-- About this exercise --
Which lines mention "usize"? Show each one from the listing.

-- Recorded data --
※

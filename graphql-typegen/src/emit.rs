//! Mechanical emission of Rust modules from resolved operations.
//!
//! Each operation becomes one module holding the normalized query text, the
//! embedded decode metadata, a `Variables` struct, and one type per selection
//! scope. Polymorphic scopes become an enum tagged on `__typename`, with one
//! variant per concrete type the scope can resolve to.

use std::fmt::Write;

use heck::ToSnakeCase;
use heck::ToUpperCamelCase;
use indexmap::IndexMap;
use indexmap::IndexSet;
use itertools::Itertools;

use crate::ast;
use crate::field_type::FieldType;
use crate::resolver::ResolvedField;
use crate::resolver::ResolvedOperation;
use crate::resolver::ResolvedSelectionSet;
use crate::resolver::Shape;
use crate::schema::Schema;
use crate::TYPENAME;

const DERIVES: &str =
    "#[derive(Debug, Clone, PartialEq, serde::Serialize, serde::Deserialize)]";

/// Emit one module per operation.
pub fn emit_operations(schema: &Schema, operations: &[ResolvedOperation]) -> String {
    let mut out = String::new();
    out.push_str("// Generated file, do not edit by hand.\n");
    for operation in operations {
        out.push('\n');
        out.push_str(&emit_operation(schema, operation));
    }
    out
}

/// Emit the module for a single operation.
pub fn emit_operation(schema: &Schema, operation: &ResolvedOperation) -> String {
    let mut emitter = Emitter::new(schema);
    emitter.operation(operation);
    emitter.out
}

struct Emitter<'a> {
    schema: &'a Schema,
    out: String,
    /// GraphQL enum and input object types already emitted in this module.
    emitted: IndexSet<String>,
    /// Referenced leaf types waiting to be emitted.
    queue: Vec<String>,
}

impl<'a> Emitter<'a> {
    fn new(schema: &'a Schema) -> Self {
        Emitter {
            schema,
            out: String::new(),
            emitted: IndexSet::new(),
            queue: Vec::new(),
        }
    }

    fn flush_leaf_types(&mut self) {
        while !self.queue.is_empty() {
            let name = self.queue.remove(0);
            if self.emitted.insert(name.clone()) {
                self.leaf_type(&name);
            }
        }
    }

    fn line(&mut self, indent: usize, text: &str) {
        for _ in 0..indent {
            self.out.push_str("    ");
        }
        self.out.push_str(text);
        self.out.push('\n');
    }

    fn operation(&mut self, operation: &ResolvedOperation) {
        let display_name = operation.name.as_deref().unwrap_or("Unnamed");
        let module = display_name.to_snake_case();
        let query = print_operation(operation);

        self.line(
            0,
            &format!("/// Generated from the `{display_name}` operation."),
        );
        self.line(0, &format!("pub mod {module} {{"));
        self.line(
            1,
            &format!("pub const OPERATION_NAME: &str = {display_name:?};"),
        );
        self.line(1, &format!("pub const QUERY: &str = {query:?};"));
        // the metadata is embedded as JSON and parsed on first use
        #[allow(clippy::expect_used)]
        let metadata =
            serde_json::to_string(operation).expect("resolved operations serialize to JSON");
        self.line(1, &format!("const METADATA: &str = {metadata:?};"));
        self.line(
            1,
            "pub fn metadata() -> graphql_typegen::ResolvedOperation {",
        );
        self.line(
            2,
            "serde_json::from_str(METADATA).expect(\"embedded metadata is valid\")",
        );
        self.line(1, "}");
        self.line(
            1,
            "pub fn decode(data: &serde_json_bytes::Value) -> Result<serde_json_bytes::Value, graphql_typegen::DecodeError> {",
        );
        self.line(2, "graphql_typegen::decode_response(&metadata(), data)");
        self.line(1, "}");

        self.variables(operation);
        self.selection_types("ResponseData", &operation.selection_set);
        self.line(0, "}");
    }

    fn variables(&mut self, operation: &ResolvedOperation) {
        self.out.push('\n');
        self.line(1, DERIVES);
        self.line(1, "pub struct Variables {");
        for (name, variable) in &operation.variables {
            let optional = !variable.var_type.is_non_null() || variable.default_value.is_some();
            self.field_decl(2, name, &variable.var_type, optional);
        }
        self.line(1, "}");
        self.flush_leaf_types();
    }

    /// One struct (or enum, for polymorphic scopes) per selection scope,
    /// depth first.
    fn selection_types(&mut self, name: &str, set: &ResolvedSelectionSet) {
        match &set.shape {
            Shape::Fields { fields } => {
                self.fields_struct(name, fields.values());
                self.nested_types(name, fields.values());
            }
            Shape::Polymorphic { common, branches } => {
                self.out.push('\n');
                self.line(1, DERIVES);
                self.line(1, "#[serde(tag = \"__typename\")]");
                self.line(1, &format!("pub enum {name} {{"));
                let variants: Vec<String> = self
                    .schema
                    .possible_types(&set.on_type)
                    .iter()
                    .map(|concrete| concrete.to_string())
                    .collect();
                for concrete in &variants {
                    self.line(
                        2,
                        &format!("{concrete}({name}On{concrete}),"),
                    );
                }
                self.line(1, "}");
                for concrete in &variants {
                    let empty = IndexMap::new();
                    let branch = branches.get(concrete).unwrap_or(&empty);
                    // a branch entry replaces the common entry of the same key
                    let merged: Vec<&ResolvedField> = common
                        .values()
                        .map(|field| branch.get(&field.response_key).unwrap_or(field))
                        .chain(
                            branch
                                .values()
                                .filter(|field| !common.contains_key(&field.response_key)),
                        )
                        .filter(|field| field.response_key != TYPENAME)
                        .collect();
                    self.fields_struct(&format!("{name}On{concrete}"), merged.iter().copied());
                    self.nested_types(&format!("{name}On{concrete}"), merged.into_iter());
                }
            }
        }
    }

    fn fields_struct<'f>(&mut self, name: &str, fields: impl Iterator<Item = &'f ResolvedField>) {
        self.out.push('\n');
        self.line(1, DERIVES);
        self.line(1, &format!("pub struct {name} {{"));
        for field in fields {
            let optional = !field.field_type.is_non_null() || field.conditional;
            if field.selection_set.is_some() {
                let child = format!("{name}{}", field.response_key.to_upper_camel_case());
                self.named_field_decl(2, &field.response_key, &field.field_type, &child, optional);
            } else {
                self.field_decl(2, &field.response_key, &field.field_type, optional);
            }
        }
        self.line(1, "}");
        self.flush_leaf_types();
    }

    fn nested_types<'f>(
        &mut self,
        name: &str,
        fields: impl Iterator<Item = &'f ResolvedField>,
    ) {
        for field in fields {
            if let Some(set) = &field.selection_set {
                let child = format!("{name}{}", field.response_key.to_upper_camel_case());
                self.selection_types(&child, set);
            }
        }
    }

    fn field_decl(&mut self, indent: usize, key: &str, ty: &FieldType, optional: bool) {
        let inner = ty
            .inner_type_name()
            .map(|name| self.leaf_rust_name(name))
            .unwrap_or_default();
        self.named_field_decl(indent, key, ty, &inner, optional);
    }

    fn named_field_decl(
        &mut self,
        indent: usize,
        key: &str,
        ty: &FieldType,
        named: &str,
        optional: bool,
    ) {
        let ident = field_ident(key);
        if ident != key {
            self.line(indent, &format!("#[serde(rename = {key:?})]"));
        }
        let mut rust = rust_type(ty, named);
        if optional && !rust.starts_with("Option<") {
            rust = format!("Option<{rust}>");
        }
        self.line(indent, &format!("pub {ident}: {rust},"));
    }

    /// The Rust name a named GraphQL leaf type maps to, queuing enums and
    /// input objects for emission.
    fn leaf_rust_name(&mut self, graphql_name: &str) -> String {
        if self.schema.enums.contains_key(graphql_name)
            || self.schema.input_type(graphql_name).is_some()
        {
            if !self.emitted.contains(graphql_name) && !self.queue.iter().any(|n| n == graphql_name)
            {
                self.queue.push(graphql_name.to_string());
            }
            graphql_name.to_upper_camel_case()
        } else {
            // custom scalar
            "serde_json::Value".to_string()
        }
    }

    /// Emit a schema enum or input object the module references.
    fn leaf_type(&mut self, graphql_name: &str) {
        let rust_name = graphql_name.to_upper_camel_case();
        if let Some(values) = self.schema.enums.get(graphql_name) {
            self.out.push('\n');
            self.line(1, DERIVES);
            self.line(1, &format!("pub enum {rust_name} {{"));
            for value in values {
                let variant = value.to_upper_camel_case();
                if variant != *value {
                    self.line(2, &format!("#[serde(rename = {value:?})]"));
                }
                self.line(2, &format!("{variant},"));
            }
            self.line(1, "}");
        } else if let Some(input) = self.schema.input_type(graphql_name) {
            // nested input objects and enums get queued while declaring fields
            let fields: Vec<_> = input.fields.values().cloned().collect();
            self.out.push('\n');
            self.line(1, DERIVES);
            self.line(1, &format!("pub struct {rust_name} {{"));
            for field in &fields {
                let optional = !field.value_type.is_non_null() || field.default_value.is_some();
                self.field_decl(2, &field.name, &field.value_type, optional);
            }
            self.line(1, "}");
        }
    }
}

fn rust_type(ty: &FieldType, named: &str) -> String {
    match ty {
        FieldType::NonNull(inner) => base_type(inner, named),
        _ => format!("Option<{}>", base_type(ty, named)),
    }
}

fn base_type(ty: &FieldType, named: &str) -> String {
    match ty {
        // rust_type re-wraps nullable inner types in Option
        FieldType::NonNull(inner) => base_type(inner, named),
        FieldType::List(inner) => format!("Vec<{}>", rust_type(inner, named)),
        FieldType::String | FieldType::Id => "String".to_string(),
        FieldType::Int => "i64".to_string(),
        FieldType::Float => "f64".to_string(),
        FieldType::Boolean => "bool".to_string(),
        FieldType::Named(_) => named.to_string(),
    }
}

/// Keywords a response key could collide with when snake cased.
const RESERVED: [&str; 14] = [
    "as", "else", "enum", "fn", "for", "if", "impl", "in", "loop", "match", "mod", "move", "ref",
    "type",
];

fn field_ident(key: &str) -> String {
    let ident = key.to_snake_case();
    if RESERVED.contains(&ident.as_str()) {
        format!("{ident}_")
    } else {
        ident
    }
}

/// Print the normalized GraphQL text of a resolved operation: fragments
/// flattened, branches as inline fragments, the injected `__typename`
/// included.
pub fn print_operation(operation: &ResolvedOperation) -> String {
    let mut out = String::new();
    out.push_str(&operation.kind.to_string());
    if let Some(name) = &operation.name {
        let _ = write!(out, " {name}");
    }
    if !operation.variables.is_empty() {
        let vars = operation
            .variables
            .iter()
            .map(|(name, variable)| {
                let mut var = format!("${name}: {}", variable.var_type);
                if let Some(default) = &variable.default_value {
                    let _ = write!(var, " = {}", print_value(default));
                }
                var
            })
            .join(", ");
        let _ = write!(out, "({vars})");
    }
    out.push(' ');
    print_set(&mut out, &operation.selection_set, 0);
    out.push('\n');
    out
}

fn print_set(out: &mut String, set: &ResolvedSelectionSet, depth: usize) {
    out.push_str("{\n");
    match &set.shape {
        Shape::Fields { fields } => {
            for field in fields.values() {
                print_field(out, field, depth + 1);
            }
        }
        Shape::Polymorphic { common, branches } => {
            for field in common.values() {
                print_field(out, field, depth + 1);
            }
            for (concrete, fields) in branches {
                indent(out, depth + 1);
                let _ = write!(out, "... on {concrete} ");
                out.push_str("{\n");
                for field in fields.values() {
                    print_field(out, field, depth + 2);
                }
                indent(out, depth + 1);
                out.push_str("}\n");
            }
        }
    }
    indent(out, depth);
    out.push('}');
    if depth > 0 {
        out.push('\n');
    }
}

fn print_field(out: &mut String, field: &ResolvedField, depth: usize) {
    indent(out, depth);
    if field.response_key != field.name {
        let _ = write!(out, "{}: ", field.response_key);
    }
    out.push_str(&field.name);
    if !field.arguments.is_empty() {
        let args = field
            .arguments
            .iter()
            .map(|(name, value)| format!("{name}: {}", print_value(value)))
            .join(", ");
        let _ = write!(out, "({args})");
    }
    match &field.selection_set {
        Some(set) => {
            out.push(' ');
            print_set(out, set, depth);
        }
        None => out.push('\n'),
    }
}

fn indent(out: &mut String, depth: usize) {
    for _ in 0..depth {
        out.push_str("  ");
    }
}

fn print_value(value: &ast::Value) -> String {
    match value {
        ast::Value::Null => "null".to_string(),
        ast::Value::Int(i) => i.to_string(),
        // Debug keeps a decimal point, so the literal re-lexes as a float
        ast::Value::Float(f) => format!("{f:?}"),
        ast::Value::String(s) => format!("{s:?}"),
        ast::Value::Boolean(b) => b.to_string(),
        ast::Value::Enum(name) => name.clone(),
        ast::Value::Variable(name) => format!("${name}"),
        ast::Value::List(items) => {
            format!("[{}]", items.iter().map(print_value).join(", "))
        }
        ast::Value::Object(fields) => {
            format!(
                "{{{}}}",
                fields
                    .iter()
                    .map(|(name, value)| format!("{name}: {}", print_value(value)))
                    .join(", ")
            )
        }
    }
}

※

-- Result for this exercise --
    fn line(&mut self, indent: usize, text: &str) {
    fn field_decl(&mut self, indent: usize, key: &str, ty: &FieldType, optional: bool) {
        indent: usize,
fn print_set(out: &mut String, set: &ResolvedSelectionSet, depth: usize) {
fn print_field(out: &mut String, field: &ResolvedField, depth: usize) {
fn indent(out: &mut String, depth: usize) {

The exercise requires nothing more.